• [What you have to do]:
From the data below, return each line in which the string "traits" is found.
════════════════
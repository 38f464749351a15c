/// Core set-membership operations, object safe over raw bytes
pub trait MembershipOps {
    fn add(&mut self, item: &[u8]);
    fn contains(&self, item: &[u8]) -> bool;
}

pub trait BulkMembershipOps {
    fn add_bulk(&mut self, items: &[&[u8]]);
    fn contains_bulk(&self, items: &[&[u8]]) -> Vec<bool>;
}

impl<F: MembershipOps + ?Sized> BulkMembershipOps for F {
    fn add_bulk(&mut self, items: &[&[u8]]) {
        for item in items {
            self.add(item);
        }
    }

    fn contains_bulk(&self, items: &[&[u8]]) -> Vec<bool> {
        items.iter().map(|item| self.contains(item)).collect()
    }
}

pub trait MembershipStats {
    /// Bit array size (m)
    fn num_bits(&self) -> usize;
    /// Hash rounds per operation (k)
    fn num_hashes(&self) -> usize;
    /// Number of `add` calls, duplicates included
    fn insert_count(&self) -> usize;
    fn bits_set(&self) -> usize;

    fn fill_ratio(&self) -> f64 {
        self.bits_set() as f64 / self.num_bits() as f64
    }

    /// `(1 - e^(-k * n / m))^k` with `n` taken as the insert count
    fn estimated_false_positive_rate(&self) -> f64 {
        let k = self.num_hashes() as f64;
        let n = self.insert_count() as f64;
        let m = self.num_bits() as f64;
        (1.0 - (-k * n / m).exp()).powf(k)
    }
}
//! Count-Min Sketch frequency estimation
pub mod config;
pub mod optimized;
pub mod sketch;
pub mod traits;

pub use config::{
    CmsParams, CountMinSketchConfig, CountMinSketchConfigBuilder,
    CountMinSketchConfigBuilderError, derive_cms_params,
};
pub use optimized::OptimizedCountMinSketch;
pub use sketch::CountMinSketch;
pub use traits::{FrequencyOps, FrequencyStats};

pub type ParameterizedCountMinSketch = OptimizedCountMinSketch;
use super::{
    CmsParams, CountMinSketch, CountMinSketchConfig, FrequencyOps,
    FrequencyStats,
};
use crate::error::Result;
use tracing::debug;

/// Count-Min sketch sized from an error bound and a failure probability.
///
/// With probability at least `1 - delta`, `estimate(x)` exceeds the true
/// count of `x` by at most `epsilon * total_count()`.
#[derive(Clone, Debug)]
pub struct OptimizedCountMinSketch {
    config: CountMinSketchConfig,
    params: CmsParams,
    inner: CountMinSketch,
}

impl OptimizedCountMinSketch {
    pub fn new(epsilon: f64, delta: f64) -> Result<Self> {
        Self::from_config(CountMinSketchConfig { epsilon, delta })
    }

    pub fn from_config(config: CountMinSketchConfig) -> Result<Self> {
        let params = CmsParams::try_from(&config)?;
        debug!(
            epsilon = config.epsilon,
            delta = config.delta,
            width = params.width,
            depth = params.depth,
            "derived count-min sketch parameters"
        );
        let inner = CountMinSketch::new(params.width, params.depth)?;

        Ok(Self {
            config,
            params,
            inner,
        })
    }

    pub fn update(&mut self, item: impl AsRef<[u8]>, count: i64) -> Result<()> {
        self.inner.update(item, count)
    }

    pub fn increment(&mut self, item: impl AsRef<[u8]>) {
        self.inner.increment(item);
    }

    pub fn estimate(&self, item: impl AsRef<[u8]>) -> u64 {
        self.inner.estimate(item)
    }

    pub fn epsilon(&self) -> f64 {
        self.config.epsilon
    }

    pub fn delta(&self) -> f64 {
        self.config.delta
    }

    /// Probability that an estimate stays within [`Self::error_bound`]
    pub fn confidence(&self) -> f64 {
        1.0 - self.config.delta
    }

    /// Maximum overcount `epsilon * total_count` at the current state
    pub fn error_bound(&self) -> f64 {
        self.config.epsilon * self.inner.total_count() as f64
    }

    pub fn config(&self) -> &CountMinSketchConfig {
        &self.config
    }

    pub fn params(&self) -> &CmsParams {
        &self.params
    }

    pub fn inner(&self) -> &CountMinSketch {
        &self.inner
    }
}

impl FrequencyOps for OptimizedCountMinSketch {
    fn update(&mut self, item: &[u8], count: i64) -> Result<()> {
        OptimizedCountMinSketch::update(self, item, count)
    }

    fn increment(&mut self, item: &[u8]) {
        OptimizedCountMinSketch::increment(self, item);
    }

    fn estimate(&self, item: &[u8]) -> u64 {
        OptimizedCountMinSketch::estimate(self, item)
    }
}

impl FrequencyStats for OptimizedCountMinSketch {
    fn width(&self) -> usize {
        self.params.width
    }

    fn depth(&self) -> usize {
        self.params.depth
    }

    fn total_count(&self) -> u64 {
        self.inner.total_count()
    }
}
════════════════
• [Answer box]:
pub mod traits;
pub use traits::{FrequencyOps, FrequencyStats};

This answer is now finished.